The European Space Agency (ESA) issued an alert at 9.27 am GMT, warning that the space rock would light up the sky at around 11.15 pm local time (4.15 pm GMT) above northern Siberia.
Speaking before the event, Alan Fitzsimmons at Queen’s University Belfast in the UK says an object this size presents no risk to those on the ground, but the early warning is a positive sign that our ability to spot these entities before they impact Earth is growing.
“It’s a small one, but it will still be quite spectacular,” says Fitzsimmons. “It will be dark over the impact site and for several hundreds of kilometres around there’ll be a very impressive, very bright fireball in the sky.”
Several objects this size strike Earth every year and we are now increasingly able to spot them early. The first was detected in 2008. The next was six years later, but the pace of observations is picking up: C0WEPC5, as today’s asteroid has been named, is the fourth predicted strike on Earth this year.
Early warning of small asteroids gives astronomers the opportunity to observe them and gather data, or even attempt to collect tiny fragments that survive. Fitzsimmons says the first such predicted impact in 2008 led to recovery of small parts of the rock and generated important science. “The beauty there was that the reflectivity of the meteorites exactly matched the reflectivity as measured by telescopes before it hit, showing you that really nice direct link between what we saw out there in space and what we then found later on, on the ground,” he says.
If we detect larger and more dangerous objects heading for Earth, it could provide an opportunity to deflect them, or at least evacuate areas at risk.
Both NASA and ESA now have dedicated programmes for spotting and tracking asteroids, which involve a large network of dedicated observatories, as well as amateur astronomers who take readings of the positions of known objects so that their orbits can be better understood and predicted.

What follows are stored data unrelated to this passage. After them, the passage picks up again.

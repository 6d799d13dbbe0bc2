//! Global System Constants.
//!
//! This module defines machine-wide constants used across the simulator. It includes:
//! 1. **Control Store Constants:** Row count and control word width.
//! 2. **Memory Constants:** Word count and default access latency.
//! 3. **Register Constants:** Register file size and the subroutine link register.
//! 4. **Simulation Constants:** Initial state and halt sentinel.

/// Number of rows in the control store (one per 6-bit state index).
pub const CONTROL_STORE_ROWS: usize = 64;

/// Number of control bits in one microinstruction.
pub const CONTROL_STORE_BITS: usize = 35;

/// Mask applied to any value used as a state index.
pub const STATE_MASK: u8 = 0x3F;

/// State the micro-sequencer starts in after initialization (instruction fetch).
pub const INITIAL_STATE_NUMBER: u8 = 18;

/// Number of 16-bit words in main memory (covers the full 16-bit byte address space).
pub const WORDS_IN_MEM: usize = 0x08000;

/// Cycles needed to complete one memory access.
pub const MEM_CYCLES: u32 = 5;

/// Number of general-purpose registers.
pub const NUM_REGS: usize = 8;

/// Register written by subroutine-linkage microcode (JSR, JSRR, TRAP).
pub const LINK_REGISTER: usize = 7;

/// Program counter value that halts the machine at the start of a cycle.
pub const HALT_PC: u16 = 0x0000;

This latest asteroid was spotted by NASA’s Asteroid Terrestrial-impact Last Alert System (ATLAS), which has four telescopes operating around the world and is designed to give up to a week’s warning of impacts.
“It’s a win for science, and [for] anybody who happens to be in Siberia this evening, there’s something to take your mind away from the no doubt quite chilly temperatures,” says Fitzsimmons.